The following week my Dad took me up to see his Mum who still lived in Fulham, Reporton Rd to be precise and they also had a home game on. They were in Division 3, having dropped out of Division 1 a couple of years earlier. I think Johnny Haynes was still playing and they had Steve Earle, Jimmy Conway, Vic Halom, Les Barrett, Malcolm Webster (later to play for us), George Cohen (a member of the 1966 World Cup winning team)... there was no way they should have been down there. That day they were at home to Shrewsbury and they won 3-1.
For the next few years, Southend played on Fridays and on a Saturday I either was taken to Fulham or occasionally West Ham as my Nan had a relation who was the groundsman at Chadwell Heath and he used to sometimes get tickets. I remember being the envy of my classmates when I was allowed a day off school to go and watch a training session.I met Bobby Moore, Ron Greenwood, Geoff Hurst and Jimmy Greaves, who had just completed a switch from Spurs with Martin Peters going the other way.
My Dad I think would have loved me to become a Fulham fan and to be fair they are my second team, but it wasn't until the 1980's when Fulham played Southend for the first time since I had started supporting them that I really discovered where my loyalties lay. West Ham were never in the picture, but I don't hate them, as many of our fans do. In fact, I will still occasionally see them if one of my many West Ham supporting mates (including my ex-brother-in-law and my eldest son, also a Blues fan) have a spare ticket.
For a few years, I had fervently followed both Southend and Fulham, but with my Nan moving to Westcliff in the early 1970's, the opportunity to see Fulham just didn't arise.

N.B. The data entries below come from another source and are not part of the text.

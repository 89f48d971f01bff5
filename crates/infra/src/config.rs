//! Configuration loading and representation.
//!
//! Every setting is a string-keyed property with a typed accessor and a
//! default. [`Settings`] resolves all of them once at startup so a malformed
//! value fails fast instead of surfacing inside a running job.

use std::collections::HashMap;
use std::time::Duration;

use chrono_tz::Tz;
use thiserror::Error;

/// Configuration error (bad value for a known key).
#[derive(Debug, Clone, Error, PartialEq, Eq)]
pub enum ConfigError {
    #[error("invalid value for {key}: {value:?} is not {expected}")]
    Invalid {
        key: String,
        value: String,
        expected: &'static str,
    },
}

impl ConfigError {
    fn invalid(key: &str, value: &str, expected: &'static str) -> Self {
        Self::Invalid {
            key: key.to_string(),
            value: value.to_string(),
            expected,
        }
    }
}

/// String-keyed properties with typed accessors.
#[derive(Debug, Clone, Default)]
pub struct Properties {
    values: HashMap<String, String>,
}

impl Properties {
    /// Snapshot of the process environment.
    pub fn from_env() -> Self {
        Self {
            values: std::env::vars().collect(),
        }
    }

    /// Build from explicit pairs (tests, embedding).
    pub fn from_pairs<K, V>(pairs: impl IntoIterator<Item = (K, V)>) -> Self
    where
        K: Into<String>,
        V: Into<String>,
    {
        Self {
            values: pairs
                .into_iter()
                .map(|(k, v)| (k.into(), v.into()))
                .collect(),
        }
    }

    fn raw(&self, key: &str) -> Option<&str> {
        self.values
            .get(key)
            .map(|v| v.trim())
            .filter(|v| !v.is_empty())
    }

    pub fn get_string(&self, key: &str, default: &str) -> String {
        self.raw(key).unwrap_or(default).to_string()
    }

    pub fn get_bool(&self, key: &str, default: bool) -> Result<bool, ConfigError> {
        let Some(value) = self.raw(key) else {
            return Ok(default);
        };
        match value.to_ascii_lowercase().as_str() {
            "true" | "1" | "yes" | "on" => Ok(true),
            "false" | "0" | "no" | "off" => Ok(false),
            _ => Err(ConfigError::invalid(key, value, "a boolean")),
        }
    }

    /// Integers accept `_` and `,` digit separators (`10_000`, `10,000`).
    pub fn get_u64(&self, key: &str, default: u64) -> Result<u64, ConfigError> {
        let Some(value) = self.raw(key) else {
            return Ok(default);
        };
        let digits: String = value.chars().filter(|c| !matches!(c, '_' | ',')).collect();
        digits
            .parse::<u64>()
            .map_err(|_| ConfigError::invalid(key, value, "a non-negative integer"))
    }

    pub fn get_u32(&self, key: &str, default: u32) -> Result<u32, ConfigError> {
        let value = self.get_u64(key, u64::from(default))?;
        u32::try_from(value)
            .map_err(|_| ConfigError::invalid(key, &value.to_string(), "a 32-bit integer"))
    }

    pub fn get_secs(&self, key: &str, default_secs: u64) -> Result<Duration, ConfigError> {
        self.get_u64(key, default_secs).map(Duration::from_secs)
    }
}

/// Weekday clock-time window in which gated jobs may run.
#[derive(Debug, Clone, Copy, PartialEq, Eq)]
pub struct WindowSettings {
    pub start_hour: u32,
    pub start_minute: u32,
    pub end_hour: u32,
    pub end_minute: u32,
    pub time_zone: Tz,
}

/// The four periodic job families.
#[derive(Debug, Clone, Copy, PartialEq, Eq, Hash)]
pub enum JobFamily {
    Seed,
    Migration,
    Retry,
    Cleanup,
}

impl JobFamily {
    const fn enable_key(&self) -> &'static str {
        match self {
            JobFamily::Seed => "ENABLE_SEED_JOB",
            JobFamily::Migration => "ENABLE_MIGRATION_JOB",
            JobFamily::Retry => "ENABLE_RETRY_JOB",
            JobFamily::Cleanup => "ENABLE_CLEANUP_JOB",
        }
    }

    const fn delay_key(&self) -> (&'static str, u64) {
        match self {
            JobFamily::Seed => ("SEED_DELAY", 3_600),
            JobFamily::Migration => ("MIGRATION_DELAY", 0),
            JobFamily::Retry => ("RETRY_DELAY", 1_800),
            JobFamily::Cleanup => ("CLEANUP_DELAY", 3_600),
        }
    }
}

/// Gating and cadence of one job family.
#[derive(Debug, Clone, PartialEq, Eq)]
pub struct JobSettings {
    pub enabled: bool,
    /// `None` when the family may run at any time.
    pub window: Option<WindowSettings>,
    pub default_delay: Duration,
}

/// Fully resolved worker configuration.
#[derive(Debug, Clone, PartialEq, Eq)]
pub struct Settings {
    pub enable_global_locking: bool,
    pub global_lock_ttl: Duration,
    pub job_threads: usize,
    pub retry_threads: usize,
    pub seed: JobSettings,
    pub migration: JobSettings,
    pub retry: JobSettings,
    pub cleanup: JobSettings,
    pub retention_minutes: u64,
    pub batch_size: u32,
    pub retry_batch_size: u32,
    pub max_retries: u32,
    pub stale_range_after: Duration,
    pub database_url: String,
    pub redis_url: String,
    pub mover_failure_percent: u32,
    pub mover_target_prefix: String,
}

impl Settings {
    pub fn from_env() -> Result<Self, ConfigError> {
        Self::from_properties(&Properties::from_env())
    }

    pub fn from_properties(props: &Properties) -> Result<Self, ConfigError> {
        let window = if props.get_bool("AFTER_HOURS", true)? {
            let zone_name = props.get_string("TIME_ZONE", "America/New_York");
            let time_zone = zone_name
                .parse::<Tz>()
                .map_err(|_| ConfigError::invalid("TIME_ZONE", &zone_name, "an IANA time zone"))?;
            Some(WindowSettings {
                start_hour: clock_field(props, "START_HOUR", 22, 23)?,
                start_minute: clock_field(props, "START_MINUTE", 0, 59)?,
                end_hour: clock_field(props, "END_HOUR", 6, 23)?,
                end_minute: clock_field(props, "END_MINUTE", 0, 59)?,
                time_zone,
            })
        } else {
            None
        };

        let enable_all = props.get_bool("ENABLE_JOB", false)?;
        let job = |family: JobFamily| -> Result<JobSettings, ConfigError> {
            let (delay_key, delay_default) = family.delay_key();
            Ok(JobSettings {
                enabled: props.get_bool(family.enable_key(), enable_all)?,
                window,
                default_delay: props.get_secs(delay_key, delay_default)?,
            })
        };

        Ok(Self {
            enable_global_locking: props.get_bool("ENABLE_GLOBAL_LOCKING", false)?,
            global_lock_ttl: Duration::from_secs(u64::from(positive(
                props,
                "GLOBAL_LOCK_TTL",
                7_200,
            )?)),
            job_threads: positive(props, "JOB_THREADS", 20)? as usize,
            retry_threads: positive(props, "RETRY_THREADS", 5)? as usize,
            seed: job(JobFamily::Seed)?,
            migration: job(JobFamily::Migration)?,
            retry: job(JobFamily::Retry)?,
            cleanup: job(JobFamily::Cleanup)?,
            retention_minutes: props.get_u64("RETENTION_PERIOD", 525_600)?,
            batch_size: positive(props, "BATCH_SIZE", 10_000)?,
            retry_batch_size: positive(props, "RETRY_BATCH_SIZE", 500)?,
            max_retries: props.get_u32("MAX_RETRIES", 3)?,
            stale_range_after: Duration::from_secs(
                props.get_u64("STALE_RANGE_MINUTES", 60)?.saturating_mul(60),
            ),
            database_url: props.get_string("DATABASE_URL", "postgres://localhost/migration"),
            redis_url: props.get_string("REDIS_URL", "redis://localhost:6379"),
            mover_failure_percent: clock_field(props, "MOVER_FAILURE_PERCENT", 5, 100)?,
            mover_target_prefix: props.get_string("MOVER_TARGET_PREFIX", "s3://migration-target/"),
        })
    }
}

impl Default for Settings {
    fn default() -> Self {
        // Defaults never fail to parse.
        Self::from_properties(&Properties::default())
            .unwrap_or_else(|e| unreachable!("default settings are valid: {e}"))
    }
}

fn clock_field(props: &Properties, key: &str, default: u32, max: u32) -> Result<u32, ConfigError> {
    let value = props.get_u32(key, default)?;
    if value > max {
        return Err(ConfigError::invalid(key, &value.to_string(), "within range"));
    }
    Ok(value)
}

fn positive(props: &Properties, key: &str, default: u32) -> Result<u32, ConfigError> {
    let value = props.get_u32(key, default)?;
    if value == 0 {
        return Err(ConfigError::invalid(key, "0", "a positive integer"));
    }
    Ok(value)
}

#[cfg(test)]
mod tests {
    use super::*;

    #[test]
    fn defaults_match_documented_values() {
        let settings = Settings::default();
        assert!(!settings.enable_global_locking);
        assert_eq!(settings.global_lock_ttl, Duration::from_secs(7_200));
        assert_eq!(settings.job_threads, 20);
        assert_eq!(settings.retry_threads, 5);
        assert!(!settings.migration.enabled);
        assert_eq!(settings.migration.default_delay, Duration::ZERO);
        assert_eq!(settings.retry.default_delay, Duration::from_secs(1_800));
        assert_eq!(settings.batch_size, 10_000);
        assert_eq!(settings.stale_range_after, Duration::from_secs(3_600));

        let window = settings.seed.window.expect("after-hours is on by default");
        assert_eq!((window.start_hour, window.end_hour), (22, 6));
        assert_eq!(window.time_zone, chrono_tz::America::New_York);
    }

    #[test]
    fn integers_accept_digit_separators() {
        let props = Properties::from_pairs([("BATCH_SIZE", "25_000"), ("RETENTION_PERIOD", "1,440")]);
        let settings = Settings::from_properties(&props).unwrap();
        assert_eq!(settings.batch_size, 25_000);
        assert_eq!(settings.retention_minutes, 1_440);
    }

    #[test]
    fn family_switch_overrides_global_switch() {
        let props = Properties::from_pairs([
            ("ENABLE_JOB", "true"),
            ("ENABLE_RETRY_JOB", "false"),
            ("AFTER_HOURS", "false"),
        ]);
        let settings = Settings::from_properties(&props).unwrap();
        assert!(settings.seed.enabled);
        assert!(settings.migration.enabled);
        assert!(!settings.retry.enabled);
        assert!(settings.cleanup.window.is_none());
    }

    #[test]
    fn malformed_values_are_rejected() {
        let props = Properties::from_pairs([("JOB_THREADS", "many")]);
        assert!(matches!(
            Settings::from_properties(&props),
            Err(ConfigError::Invalid { ref key, .. }) if key == "JOB_THREADS"
        ));

        let props = Properties::from_pairs([("ENABLE_JOB", "sometimes")]);
        assert!(Settings::from_properties(&props).is_err());

        let props = Properties::from_pairs([("START_HOUR", "24")]);
        assert!(Settings::from_properties(&props).is_err());

        let props = Properties::from_pairs([("TIME_ZONE", "Mars/Olympus")]);
        assert!(Settings::from_properties(&props).is_err());

        let props = Properties::from_pairs([("BATCH_SIZE", "0")]);
        assert!(Settings::from_properties(&props).is_err());

        for key in ["GLOBAL_LOCK_TTL", "JOB_THREADS", "RETRY_THREADS"] {
            let props = Properties::from_pairs([(key, "0")]);
            assert!(
                matches!(
                    Settings::from_properties(&props),
                    Err(ConfigError::Invalid { key: ref k, .. }) if k == key
                ),
                "{key}=0 must be rejected"
            );
        }
    }

    #[test]
    fn blank_values_fall_back_to_defaults() {
        let props = Properties::from_pairs([("GLOBAL_LOCK_TTL", "  ")]);
        let settings = Settings::from_properties(&props).unwrap();
        assert_eq!(settings.global_lock_ttl, Duration::from_secs(7_200));
    }
}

Southend I could see whenever and as soon as I could start getting myself to and from games, my Dad stopped coming.
Despite being an absolute football nut, he became disillusioned with the game. He played to a decent standard himself, being captain of Kew Association who played in the then Southern Amateur league. I guess 3 levels down from League Two would be about right these days. I think it was the money and the collapse of Fulham who so nearly went out of the league before Al-Fayed took over that dampened his interest. However, even when they got into the Prem, the passion wasn't rekindled. In fact, he fell out of love with football completely and I now am beginning to know how he felt.

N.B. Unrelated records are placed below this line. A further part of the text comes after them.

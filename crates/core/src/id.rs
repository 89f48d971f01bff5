//! Strongly-typed identifiers used across the domain.
//!
//! Both ids mirror `BIGINT` keys in the persistence layer, so they wrap `i64`
//! rather than an unsigned type.

use serde::{Deserialize, Serialize};

/// Identifier of a source file (shared by its migration record).
#[derive(Debug, Copy, Clone, PartialEq, Eq, PartialOrd, Ord, Hash, Serialize, Deserialize)]
#[serde(transparent)]
pub struct FileId(i64);

/// Identifier of a migration range row.
#[derive(Debug, Copy, Clone, PartialEq, Eq, PartialOrd, Ord, Hash, Serialize, Deserialize)]
#[serde(transparent)]
pub struct RangeId(i64);

macro_rules! impl_i64_newtype {
    ($t:ty) => {
        impl $t {
            pub const fn new(value: i64) -> Self {
                Self(value)
            }

            pub const fn get(&self) -> i64 {
                self.0
            }
        }

        impl core::fmt::Display for $t {
            fn fmt(&self, f: &mut core::fmt::Formatter<'_>) -> core::fmt::Result {
                core::fmt::Display::fmt(&self.0, f)
            }
        }

        impl From<i64> for $t {
            fn from(value: i64) -> Self {
                Self(value)
            }
        }

        impl From<$t> for i64 {
            fn from(value: $t) -> Self {
                value.0
            }
        }
    };
}

impl_i64_newtype!(FileId);
impl_i64_newtype!(RangeId);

I would say I am more a Southend fan than a football fan and if for any disastrous reason SUFC ceased to exist, I don't think I'd bother. I love the game, but hate the sport and the way it is - and has been - run.

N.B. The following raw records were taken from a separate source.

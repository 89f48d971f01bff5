//! Migration ranges: contiguous id partitions with a processing lifecycle.

use core::str::FromStr;

use chrono::{DateTime, Duration, NaiveTime, Utc};
use serde::{Deserialize, Serialize};

use crate::entity::Entity;
use crate::error::DomainError;
use crate::id::RangeId;

/// Processing state of a range.
///
/// The status is advisory; exclusive processing is enforced by the per-range
/// distributed lock.
#[derive(Debug, Clone, Copy, PartialEq, Eq, Hash, Serialize, Deserialize)]
#[serde(rename_all = "SCREAMING_SNAKE_CASE")]
pub enum RangeStatus {
    Pending,
    Processing,
    Complete,
}

impl RangeStatus {
    pub const fn as_str(&self) -> &'static str {
        match self {
            RangeStatus::Pending => "PENDING",
            RangeStatus::Processing => "PROCESSING",
            RangeStatus::Complete => "COMPLETE",
        }
    }
}

impl core::fmt::Display for RangeStatus {
    fn fmt(&self, f: &mut core::fmt::Formatter<'_>) -> core::fmt::Result {
        f.write_str(self.as_str())
    }
}

impl FromStr for RangeStatus {
    type Err = DomainError;

    fn from_str(s: &str) -> Result<Self, Self::Err> {
        match s {
            "PENDING" => Ok(RangeStatus::Pending),
            "PROCESSING" => Ok(RangeStatus::Processing),
            "COMPLETE" => Ok(RangeStatus::Complete),
            other => Err(DomainError::unknown_status("range", other)),
        }
    }
}

/// A persisted range row.
#[derive(Debug, Clone, PartialEq, Eq, Serialize, Deserialize)]
pub struct MigrationRange {
    pub id: RangeId,
    pub span: IdSpan,
    pub status: RangeStatus,
    pub last_updated: DateTime<Utc>,
}

impl MigrationRange {
    /// Whether a `Processing` range has gone without updates for longer than
    /// `threshold` and should be handed back to `Pending`.
    pub fn is_stale(&self, now: DateTime<Utc>, threshold: Duration) -> bool {
        self.status == RangeStatus::Processing && self.last_updated < now - threshold
    }
}

impl Entity for MigrationRange {
    type Id = RangeId;

    fn id(&self) -> RangeId {
        self.id
    }
}

/// Inclusive `[min, max]` span of source-file ids.
#[derive(Debug, Clone, Copy, PartialEq, Eq, Hash, Serialize, Deserialize)]
pub struct IdSpan {
    pub min: i64,
    pub max: i64,
}

impl IdSpan {
    pub fn new(min: i64, max: i64) -> Result<Self, DomainError> {
        if min > max {
            return Err(DomainError::invariant(format!(
                "span minimum {min} exceeds maximum {max}"
            )));
        }
        Ok(Self { min, max })
    }

    pub fn width(&self) -> u64 {
        self.max.abs_diff(self.min) + 1
    }
}

/// Split `[min, max]` into consecutive spans no wider than `batch_size`.
///
/// Ids are assumed positive; non-positive bounds mean the source had no rows
/// and nothing is planned.
pub fn plan_ranges(min: i64, max: i64, batch_size: u32) -> Vec<IdSpan> {
    if min <= 0 || max <= 0 || max < min || batch_size == 0 {
        return Vec::new();
    }

    let step = i64::from(batch_size);
    let mut spans = Vec::with_capacity(((max - min) / step + 1) as usize);
    let mut start = min;
    while start <= max {
        let end = start.saturating_add(step - 1).min(max);
        spans.push(IdSpan {
            min: start,
            max: end,
        });
        match start.checked_add(step) {
            Some(next) => start = next,
            None => break,
        }
    }
    spans
}

/// Span that extends existing coverage up to `next_max`, if anything is new.
pub fn expansion_span(current_max: i64, next_max: Option<i64>) -> Option<IdSpan> {
    match next_max {
        Some(next) if current_max > 0 && next > current_max => Some(IdSpan {
            min: current_max + 1,
            max: next,
        }),
        _ => None,
    }
}

/// Earliest creation date considered for the initial seed: `now` minus the
/// retention period, truncated to the start of that (UTC) day.
pub fn retention_cutoff(now: DateTime<Utc>, retention_minutes: u64) -> DateTime<Utc> {
    let minutes = i64::try_from(retention_minutes).unwrap_or(i64::MAX);
    let shifted = now
        .checked_sub_signed(Duration::try_minutes(minutes).unwrap_or(Duration::MAX))
        .unwrap_or(DateTime::<Utc>::MIN_UTC);
    shifted.date_naive().and_time(NaiveTime::MIN).and_utc()
}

But the anecdote about your old man and the stories at half time... that struck a chord. My Dad was always telling me about the goal he scored from the halfway line that broke the net; the abuse he gave Tommy Docherty when he was playing by yelling "Dirty Docherty" as loud as he could from the front of the terraces; the fact that he had a trial for Chelsea and was very close to being taken on, World War II intervening and the time his ankle was broken in a tackle which more or less ended his playing career.
The last time my Dad took me to a game was in the 1970's as he really didn't get bitten by the Southend bug. However, I remember seeing him on the South Bank Terrace before the South Stand was built and he was a Fulham fan that night; it was a promotion season and we drew 1-1... 1990 I think? I think Tilly scored our goal. That was the last match he attended.
He was always interested however in how we fared, not for him but for me, knowing that he started the process of my SUFC love affair by taking me to that first game.
Sadly he died last summer, but reading the blog above just brought back a few memories, thanks for that.